Voilà bien longtemps que ce titre me trottait dans la tête ... sans trop savoir pourquoi, d'ailleurs, peut-être une évocation dans la presse, une connaissance en ayant fait part sur les réseaux sociaux, ... Et je tombe sur le livre par hasard, entre
Le Havre et Fécamp, lors de vacances normandes ...
Une claque ... c'est ce que j'ai ressenti à la lecture. Une lecture avalée en une ou deux journées je crois, et une lecture qui reste. Pas tous les détails bien sûr ... hormis les lieux qui ne me sont pas inconnus, les noms sont déjà sortis de mon esprit. Mais impossible d'oublier l'histoire en elle-même. Aucun risque de spoiler ici. Une famille, un enfant qui meurt d'un banal accident de la route, que faire de ses organes ? Ils serviront à sauver des vies.
Ce n'est pas tant l'histoire et les péripéties qui sont intéressantes, car de péripéties, il n'y a point. le texte de Maylis de
Kerangal est celui d'un cheminement, lent, évidemment douloureux. Lorsque les parents de Simon doivent se résoudre à accepter l'inacceptable, la mort de leur enfant. Au milieu d'une vie qui continue malgré tout ... pour les parents, l'entourage, les soignants ... et puis le chemin que Simon continue de parcourir lorsque ces organes vont sauver des vies. Terrible paradoxe que cette mort injuste qui donne la vie. Débute alors une course contre la montre, prélever les organes sur le donneur, trouver des receveurs compatibles, organiser les transports, les opérations aux quatre coins du pays ... Et dans cette urgence, cet univers très codifié,
Maylis de Kerangal fait là encore transpirer la vie, la laisse transparaître, aux travers de digressions sur la vie de Thomas, l'infirmier chargé du don d'organes dans l'hôpital du Havre où se trouve le corps de SImon.
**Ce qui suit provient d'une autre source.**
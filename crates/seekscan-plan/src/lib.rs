#![deny(missing_docs)]
#![doc = "Experiment planning for seekscan: hole sampling, grid assignment, hole mapping and reconciliation."]

pub mod config;
pub mod interactive;
pub mod mapping;
pub mod prepare;
pub mod reconcile;
pub mod store;

pub use config::{GridPlan, PlanConfig};
pub use interactive::{synthetic_circle, HoleSampler, SampleDecision};
pub use mapping::{
    map_holes_on_grid, merge_detections, FrameDetections, HoleMap, HoleMapOptions, MappingFrame,
};
pub use prepare::{
    build_offset_grid, fit_holes_from_headers, prepare_and_store, prepare_experiment,
    PreparedExperiment, RadiusStats,
};
pub use reconcile::{reconcile_store, reconcile_with_mapped_holes, HoleMatch, Reconciliation};
pub use store::{JsonStore, EXPERIMENT_FILE, HOLE_POSITIONS_FILE};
On est d'abord surpris de ces apartés, comme on peut l'être, en début de lecture, par ces phrases et ces pensées qui s'étirent, dans le cerveau brumeux de Marianne, la mère de Simon. Et puis finalement, on comprend - ou plus exactement c'est le sens que je leur donne - que ces éléments du texte sont là comme pour à la fois étirer le temps et l'abolir ... l'étirer pour maintenir encore un peu de cette vie qui peu à peu quitte le corps de Simon, l'abolir parce qu'une fois la décision prise, il faut agir vite, de manière clinique.
Je crois pouvoir dire que ce texte est bouleversant, en tout cas, il m'a bouleversé. Et à la fin de cette lecture, lorsque les organes de Simon redonnent vie à d'autres patients, les dernières images de "Jésus de Montréal", film québécois de
Denys Arcand sorti en 1989, sont remontées à la surface, lorsque les organes de Daniel, "héros" du film, permettent de sauver des vies.
Et les mots de Maylis de
Kerangal sont d'autant plus bouleversants qu'à aucun moment, elle ne porte de jugement. Ni sur les doutes des parents, ni sur les entretiens des personnels médicaux et soignants, qui connaissent la loi, mais sont aussi attentifs à l'humain. Bien au contraire, les personnages sont tous plein d'humanité et finissent par nous donner envie de croire en un monde meilleur.